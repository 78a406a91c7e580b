use crate::config::{Credentials, MonitorConfig};
use crate::source::{OutletReading, SourceError, TelemetrySource};
use anyhow::{Context, Result};
use reqwest::Client;
use serde::de::DeserializeOwned;
use serde::Deserialize;
use std::time::Duration;

const SERVICE_ROOT_PATH: &str = "/redfish/v1";
const OUTLETS_PATH: &str = "/redfish/v1/PowerEquipment/RackPDUs/1/Outlets";

#[derive(Deserialize)]
struct ServiceRoot {
    #[serde(rename = "RedfishVersion", default)]
    redfish_version: Option<String>,
}

#[derive(Deserialize)]
struct OutletCollection {
    #[serde(rename = "Members@odata.count", default)]
    member_count: Option<u64>,
}

#[derive(Deserialize)]
struct OutletResource {
    #[serde(rename = "Id")]
    id: String,
    #[serde(rename = "PowerWatts", default)]
    power_watts: Option<SensorReading>,
}

#[derive(Deserialize)]
struct SensorReading {
    #[serde(rename = "Reading", default)]
    reading: Option<f64>,
}

pub struct RedfishClient {
    http: Client,
    base_url: String,
    credentials: Credentials,
}

impl RedfishClient {
    pub async fn connect(config: &MonitorConfig) -> Result<Self> {
        Self::connect_to(
            config.base_url(),
            config.credentials.clone(),
            config.verify_tls,
            config.probe_timeout(),
        )
        .await
    }

    /// Verifies the service root and the PDU outlet collection are reachable
    /// with the given credentials before handing back a client.
    pub async fn connect_to(
        base_url: impl Into<String>,
        credentials: Credentials,
        verify_tls: bool,
        timeout: Duration,
    ) -> Result<Self> {
        let base_url = base_url.into().trim_end_matches('/').to_string();
        let http = Client::builder()
            .danger_accept_invalid_certs(!verify_tls)
            .build()
            .context("failed to build Redfish HTTP client")?;
        let client = Self {
            http,
            base_url,
            credentials,
        };

        let root_url = client.url(SERVICE_ROOT_PATH);
        let root: ServiceRoot = client
            .get_json(&root_url, timeout)
            .await
            .with_context(|| format!("Redfish service root unavailable at {root_url}"))?;

        let outlets_url = client.url(OUTLETS_PATH);
        let outlets: OutletCollection = client
            .get_json(&outlets_url, timeout)
            .await
            .with_context(|| format!("PDU outlet collection unavailable at {outlets_url}"))?;

        tracing::info!(
            base_url = %client.base_url,
            redfish_version = root.redfish_version.as_deref().unwrap_or("unknown"),
            outlets = outlets.member_count.unwrap_or(0),
            "connected to Redfish service"
        );
        Ok(client)
    }

    fn url(&self, path: &str) -> String {
        format!("{}{}", self.base_url, path)
    }

    fn outlet_url(&self, outlet: &str) -> String {
        format!("{}{}/{}", self.base_url, OUTLETS_PATH, outlet.trim())
    }

    async fn get_json<T: DeserializeOwned>(
        &self,
        url: &str,
        timeout: Duration,
    ) -> Result<T, SourceError> {
        let exchange = async {
            let response = self
                .http
                .get(url)
                .basic_auth(&self.credentials.username, Some(&self.credentials.password))
                .send()
                .await
                .map_err(|source| SourceError::Transport {
                    url: url.to_string(),
                    source,
                })?;
            let status = response.status();
            if !status.is_success() {
                return Err(SourceError::Status {
                    url: url.to_string(),
                    status,
                });
            }
            response
                .json::<T>()
                .await
                .map_err(|source| SourceError::Decode {
                    url: url.to_string(),
                    source,
                })
        };
        tokio::time::timeout(timeout, exchange)
            .await
            .map_err(|_| SourceError::Timeout(timeout))?
    }
}

impl TelemetrySource for RedfishClient {
    async fn read_outlet(
        &self,
        outlet: &str,
        timeout: Duration,
    ) -> Result<OutletReading, SourceError> {
        let url = self.outlet_url(outlet);
        let resource: OutletResource = self.get_json(&url, timeout).await?;
        outlet_reading(outlet, resource)
    }

    fn close(self) {
        tracing::debug!(base_url = %self.base_url, "closing Redfish connection");
    }
}

fn outlet_reading(requested: &str, resource: OutletResource) -> Result<OutletReading, SourceError> {
    let requested = requested.trim();
    if resource.id.trim() != requested {
        return Err(SourceError::OutletMismatch {
            requested: requested.to_string(),
            reported: resource.id,
        });
    }
    let power_watts = resource
        .power_watts
        .and_then(|sensor| sensor.reading)
        .ok_or_else(|| SourceError::MissingReading {
            outlet: requested.to_string(),
        })?;
    Ok(OutletReading {
        outlet_id: resource.id,
        power_watts,
    })
}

+++++

**DIRECTIONS:**
Without leaving anything out, quote all the data.

**RESULT OF THE TASK:**
repository 78a406a91c7e580b
use crate::config::{Credentials, MonitorConfig};
use crate::source::{OutletReading, SourceError, TelemetrySource};
use anyhow::{Context, Result};
use reqwest::Client;
use serde::de::DeserializeOwned;
use serde::Deserialize;
use std::time::Duration;

const SERVICE_ROOT_PATH: &str = "/redfish/v1";
const OUTLETS_PATH: &str = "/redfish/v1/PowerEquipment/RackPDUs/1/Outlets";

#[derive(Deserialize)]
struct ServiceRoot {
    #[serde(rename = "RedfishVersion", default)]
    redfish_version: Option<String>,
}

#[derive(Deserialize)]
struct OutletCollection {
    #[serde(rename = "Members@odata.count", default)]
    member_count: Option<u64>,
}

#[derive(Deserialize)]
struct OutletResource {
    #[serde(rename = "Id")]
    id: String,
    #[serde(rename = "PowerWatts", default)]
    power_watts: Option<SensorReading>,
}

#[derive(Deserialize)]
struct SensorReading {
    #[serde(rename = "Reading", default)]
    reading: Option<f64>,
}

pub struct RedfishClient {
    http: Client,
    base_url: String,
    credentials: Credentials,
}

impl RedfishClient {
    pub async fn connect(config: &MonitorConfig) -> Result<Self> {
        Self::connect_to(
            config.base_url(),
            config.credentials.clone(),
            config.verify_tls,
            config.probe_timeout(),
        )
        .await
    }

    /// Verifies the service root and the PDU outlet collection are reachable
    /// with the given credentials before handing back a client.
    pub async fn connect_to(
        base_url: impl Into<String>,
        credentials: Credentials,
        verify_tls: bool,
        timeout: Duration,
    ) -> Result<Self> {
        let base_url = base_url.into().trim_end_matches('/').to_string();
        let http = Client::builder()
            .danger_accept_invalid_certs(!verify_tls)
            .build()
            .context("failed to build Redfish HTTP client")?;
        let client = Self {
            http,
            base_url,
            credentials,
        };

        let root_url = client.url(SERVICE_ROOT_PATH);
        let root: ServiceRoot = client
            .get_json(&root_url, timeout)
            .await
            .with_context(|| format!("Redfish service root unavailable at {root_url}"))?;

        let outlets_url = client.url(OUTLETS_PATH);
        let outlets: OutletCollection = client
            .get_json(&outlets_url, timeout)
            .await
            .with_context(|| format!("PDU outlet collection unavailable at {outlets_url}"))?;

        tracing::info!(
            base_url = %client.base_url,
            redfish_version = root.redfish_version.as_deref().unwrap_or("unknown"),
            outlets = outlets.member_count.unwrap_or(0),
            "connected to Redfish service"
        );
        Ok(client)
    }

    fn url(&self, path: &str) -> String {
        format!("{}{}", self.base_url, path)
    }

    fn outlet_url(&self, outlet: &str) -> String {
        format!("{}{}/{}", self.base_url, OUTLETS_PATH, outlet.trim())
    }

    async fn get_json<T: DeserializeOwned>(
        &self,
        url: &str,
        timeout: Duration,
    ) -> Result<T, SourceError> {
        let exchange = async {
            let response = self
                .http
                .get(url)
                .basic_auth(&self.credentials.username, Some(&self.credentials.password))
                .send()
                .await
                .map_err(|source| SourceError::Transport {
                    url: url.to_string(),
                    source,
                })?;
            let status = response.status();
            if !status.is_success() {
                return Err(SourceError::Status {
                    url: url.to_string(),
                    status,
                });
            }
            response
                .json::<T>()
                .await
                .map_err(|source| SourceError::Decode {
                    url: url.to_string(),
                    source,
                })
        };
        tokio::time::timeout(timeout, exchange)
            .await
            .map_err(|_| SourceError::Timeout(timeout))?
    }
}

impl TelemetrySource for RedfishClient {
    async fn read_outlet(
        &self,
        outlet: &str,
        timeout: Duration,
    ) -> Result<OutletReading, SourceError> {
        let url = self.outlet_url(outlet);
        let resource: OutletResource = self.get_json(&url, timeout).await?;
        outlet_reading(outlet, resource)
    }

    fn close(self) {
        tracing::debug!(base_url = %self.base_url, "closing Redfish connection");
    }
}

fn outlet_reading(requested: &str, resource: OutletResource) -> Result<OutletReading, SourceError> {
    let requested = requested.trim();
    if resource.id.trim() != requested {
        return Err(SourceError::OutletMismatch {
            requested: requested.to_string(),
            reported: resource.id,
        });
    }
    let power_watts = resource
        .power_watts
        .and_then(|sensor| sensor.reading)
        .ok_or_else(|| SourceError::MissingReading {
            outlet: requested.to_string(),
        })?;
    Ok(OutletReading {
        outlet_id: resource.id,
        power_watts,
    })
}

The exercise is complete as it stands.